WHAT TO PRODUCE — Set down exactly the lines in the records below that run from the line with "assert_close(y1.projection_error, 90.0);" to the line with "assert_close(row.adjusted_projection, 3425.0);", inclusive, and nothing more.

MATERIAL FOR THIS TASK —

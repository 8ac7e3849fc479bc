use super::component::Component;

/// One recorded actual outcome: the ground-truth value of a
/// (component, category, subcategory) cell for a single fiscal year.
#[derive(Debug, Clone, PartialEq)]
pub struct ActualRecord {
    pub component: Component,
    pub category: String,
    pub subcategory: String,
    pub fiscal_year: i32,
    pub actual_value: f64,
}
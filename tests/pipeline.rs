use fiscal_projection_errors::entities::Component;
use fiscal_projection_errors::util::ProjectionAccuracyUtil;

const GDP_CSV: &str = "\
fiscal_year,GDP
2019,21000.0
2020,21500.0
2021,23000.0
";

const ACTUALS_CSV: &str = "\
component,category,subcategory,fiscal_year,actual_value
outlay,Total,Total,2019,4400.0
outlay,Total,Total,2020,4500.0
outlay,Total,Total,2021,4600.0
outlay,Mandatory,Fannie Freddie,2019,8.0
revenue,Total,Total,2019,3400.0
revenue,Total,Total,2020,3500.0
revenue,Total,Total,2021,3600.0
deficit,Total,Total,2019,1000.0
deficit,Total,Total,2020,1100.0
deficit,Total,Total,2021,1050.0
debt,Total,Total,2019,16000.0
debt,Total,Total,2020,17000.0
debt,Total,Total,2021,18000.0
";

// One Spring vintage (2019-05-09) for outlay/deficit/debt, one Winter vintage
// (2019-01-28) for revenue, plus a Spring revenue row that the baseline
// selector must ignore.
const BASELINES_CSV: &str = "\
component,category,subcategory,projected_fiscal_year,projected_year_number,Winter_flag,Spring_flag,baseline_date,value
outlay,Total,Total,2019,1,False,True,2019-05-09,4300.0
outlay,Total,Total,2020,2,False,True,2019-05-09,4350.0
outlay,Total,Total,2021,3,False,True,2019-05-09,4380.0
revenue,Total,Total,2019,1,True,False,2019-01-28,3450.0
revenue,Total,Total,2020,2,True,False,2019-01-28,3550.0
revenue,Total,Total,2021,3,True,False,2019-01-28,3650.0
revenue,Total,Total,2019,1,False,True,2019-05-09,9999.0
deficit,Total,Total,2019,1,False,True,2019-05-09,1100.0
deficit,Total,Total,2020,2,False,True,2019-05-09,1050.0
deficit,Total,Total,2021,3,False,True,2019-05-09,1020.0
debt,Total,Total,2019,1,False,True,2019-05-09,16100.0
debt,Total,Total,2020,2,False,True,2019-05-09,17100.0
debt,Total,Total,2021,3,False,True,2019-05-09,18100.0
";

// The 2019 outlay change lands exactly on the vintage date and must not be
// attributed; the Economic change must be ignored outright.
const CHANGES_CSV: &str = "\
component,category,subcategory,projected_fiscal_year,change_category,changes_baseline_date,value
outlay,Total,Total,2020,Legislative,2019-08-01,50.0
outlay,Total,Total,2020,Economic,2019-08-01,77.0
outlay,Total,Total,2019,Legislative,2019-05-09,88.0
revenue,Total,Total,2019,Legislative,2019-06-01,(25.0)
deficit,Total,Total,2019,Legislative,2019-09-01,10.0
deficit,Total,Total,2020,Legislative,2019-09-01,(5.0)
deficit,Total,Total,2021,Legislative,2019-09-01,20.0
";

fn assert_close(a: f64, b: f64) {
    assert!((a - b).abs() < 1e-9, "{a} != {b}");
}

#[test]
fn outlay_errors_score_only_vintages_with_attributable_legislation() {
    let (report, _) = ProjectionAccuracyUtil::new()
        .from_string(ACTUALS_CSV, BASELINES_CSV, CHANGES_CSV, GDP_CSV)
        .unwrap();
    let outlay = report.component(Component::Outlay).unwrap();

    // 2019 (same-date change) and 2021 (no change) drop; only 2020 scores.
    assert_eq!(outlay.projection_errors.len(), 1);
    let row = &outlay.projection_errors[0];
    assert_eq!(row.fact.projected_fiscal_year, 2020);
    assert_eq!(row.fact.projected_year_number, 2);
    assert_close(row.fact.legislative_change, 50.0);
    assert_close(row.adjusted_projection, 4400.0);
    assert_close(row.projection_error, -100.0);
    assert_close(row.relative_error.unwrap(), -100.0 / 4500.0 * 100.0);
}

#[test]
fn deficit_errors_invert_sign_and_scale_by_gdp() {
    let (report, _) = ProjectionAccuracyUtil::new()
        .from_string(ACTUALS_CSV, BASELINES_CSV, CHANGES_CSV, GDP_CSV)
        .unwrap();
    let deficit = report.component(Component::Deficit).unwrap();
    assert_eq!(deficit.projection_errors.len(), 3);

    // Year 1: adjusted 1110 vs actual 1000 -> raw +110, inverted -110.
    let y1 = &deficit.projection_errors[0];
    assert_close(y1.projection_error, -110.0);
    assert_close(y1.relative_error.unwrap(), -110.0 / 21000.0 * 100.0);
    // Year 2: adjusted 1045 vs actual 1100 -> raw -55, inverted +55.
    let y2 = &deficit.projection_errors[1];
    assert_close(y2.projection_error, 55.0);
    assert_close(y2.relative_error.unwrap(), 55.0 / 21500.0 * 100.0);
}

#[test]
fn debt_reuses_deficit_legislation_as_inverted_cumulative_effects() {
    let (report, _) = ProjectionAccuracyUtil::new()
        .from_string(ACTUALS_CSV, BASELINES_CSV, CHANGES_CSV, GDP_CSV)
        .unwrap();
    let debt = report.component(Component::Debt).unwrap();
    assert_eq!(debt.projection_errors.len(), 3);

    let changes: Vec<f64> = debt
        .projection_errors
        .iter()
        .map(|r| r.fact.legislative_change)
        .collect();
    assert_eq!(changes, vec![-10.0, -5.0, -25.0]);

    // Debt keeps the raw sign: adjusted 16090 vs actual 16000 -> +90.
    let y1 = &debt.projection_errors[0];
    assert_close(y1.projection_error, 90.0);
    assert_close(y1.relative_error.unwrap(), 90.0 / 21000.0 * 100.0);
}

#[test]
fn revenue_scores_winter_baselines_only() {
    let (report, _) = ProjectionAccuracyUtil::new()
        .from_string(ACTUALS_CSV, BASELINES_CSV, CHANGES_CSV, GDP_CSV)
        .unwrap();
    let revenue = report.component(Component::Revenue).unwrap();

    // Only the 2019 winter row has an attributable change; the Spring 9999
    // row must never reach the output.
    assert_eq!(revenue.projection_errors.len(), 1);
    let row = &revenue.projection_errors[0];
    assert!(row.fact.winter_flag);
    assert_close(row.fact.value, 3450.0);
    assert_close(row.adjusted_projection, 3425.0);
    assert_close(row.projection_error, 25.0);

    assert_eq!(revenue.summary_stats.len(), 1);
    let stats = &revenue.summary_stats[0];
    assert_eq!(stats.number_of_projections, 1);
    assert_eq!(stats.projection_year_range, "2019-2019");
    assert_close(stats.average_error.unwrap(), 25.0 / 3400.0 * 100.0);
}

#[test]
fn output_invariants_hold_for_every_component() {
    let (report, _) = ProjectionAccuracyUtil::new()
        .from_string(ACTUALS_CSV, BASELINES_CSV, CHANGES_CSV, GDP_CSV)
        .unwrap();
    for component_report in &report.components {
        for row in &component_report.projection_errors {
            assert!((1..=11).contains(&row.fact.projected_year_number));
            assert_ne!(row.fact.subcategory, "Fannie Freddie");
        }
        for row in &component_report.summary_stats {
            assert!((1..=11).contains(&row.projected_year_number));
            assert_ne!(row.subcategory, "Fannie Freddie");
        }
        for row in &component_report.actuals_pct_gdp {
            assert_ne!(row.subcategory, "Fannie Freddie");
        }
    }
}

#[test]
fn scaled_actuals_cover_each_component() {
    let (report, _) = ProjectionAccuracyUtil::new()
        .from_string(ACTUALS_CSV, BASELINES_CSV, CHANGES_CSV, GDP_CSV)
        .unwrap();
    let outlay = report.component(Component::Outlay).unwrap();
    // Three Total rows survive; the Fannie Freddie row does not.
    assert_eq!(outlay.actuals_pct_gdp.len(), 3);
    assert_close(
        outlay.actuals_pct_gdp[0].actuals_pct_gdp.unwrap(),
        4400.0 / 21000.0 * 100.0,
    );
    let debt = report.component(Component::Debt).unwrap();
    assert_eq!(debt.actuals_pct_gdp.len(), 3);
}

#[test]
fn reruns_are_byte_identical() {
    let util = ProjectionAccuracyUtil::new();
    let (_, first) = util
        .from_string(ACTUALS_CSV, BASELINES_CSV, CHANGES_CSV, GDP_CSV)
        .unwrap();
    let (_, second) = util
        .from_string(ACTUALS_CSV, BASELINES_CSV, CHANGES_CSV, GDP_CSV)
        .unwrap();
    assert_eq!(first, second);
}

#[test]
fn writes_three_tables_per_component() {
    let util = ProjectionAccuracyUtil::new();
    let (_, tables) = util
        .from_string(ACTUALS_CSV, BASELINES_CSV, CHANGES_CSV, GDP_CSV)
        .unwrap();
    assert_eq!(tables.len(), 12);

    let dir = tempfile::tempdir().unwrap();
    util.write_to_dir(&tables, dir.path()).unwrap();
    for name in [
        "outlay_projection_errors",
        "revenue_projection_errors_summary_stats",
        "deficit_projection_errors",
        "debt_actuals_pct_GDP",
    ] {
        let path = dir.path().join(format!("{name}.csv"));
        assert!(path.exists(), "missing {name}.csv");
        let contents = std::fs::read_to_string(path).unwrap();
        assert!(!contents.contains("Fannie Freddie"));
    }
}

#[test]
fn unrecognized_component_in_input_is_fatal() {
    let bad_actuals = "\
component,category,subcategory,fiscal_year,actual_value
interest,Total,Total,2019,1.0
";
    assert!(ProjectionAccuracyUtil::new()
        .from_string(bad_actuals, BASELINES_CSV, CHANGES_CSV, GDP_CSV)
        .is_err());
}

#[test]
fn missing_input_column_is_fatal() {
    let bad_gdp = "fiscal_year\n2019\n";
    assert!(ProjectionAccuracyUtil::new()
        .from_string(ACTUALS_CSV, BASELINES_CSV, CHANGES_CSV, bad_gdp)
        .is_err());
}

RESULT OF THIS TASK —
    assert_close(y1.projection_error, 90.0);
    assert_close(y1.relative_error.unwrap(), 90.0 / 21000.0 * 100.0);
}

#[test]
fn revenue_scores_winter_baselines_only() {
    let (report, _) = ProjectionAccuracyUtil::new()
        .from_string(ACTUALS_CSV, BASELINES_CSV, CHANGES_CSV, GDP_CSV)
        .unwrap();
    let revenue = report.component(Component::Revenue).unwrap();

    // Only the 2019 winter row has an attributable change; the Spring 9999
    // row must never reach the output.
    assert_eq!(revenue.projection_errors.len(), 1);
    let row = &revenue.projection_errors[0];
    assert!(row.fact.winter_flag);
    assert_close(row.fact.value, 3450.0);
    assert_close(row.adjusted_projection, 3425.0);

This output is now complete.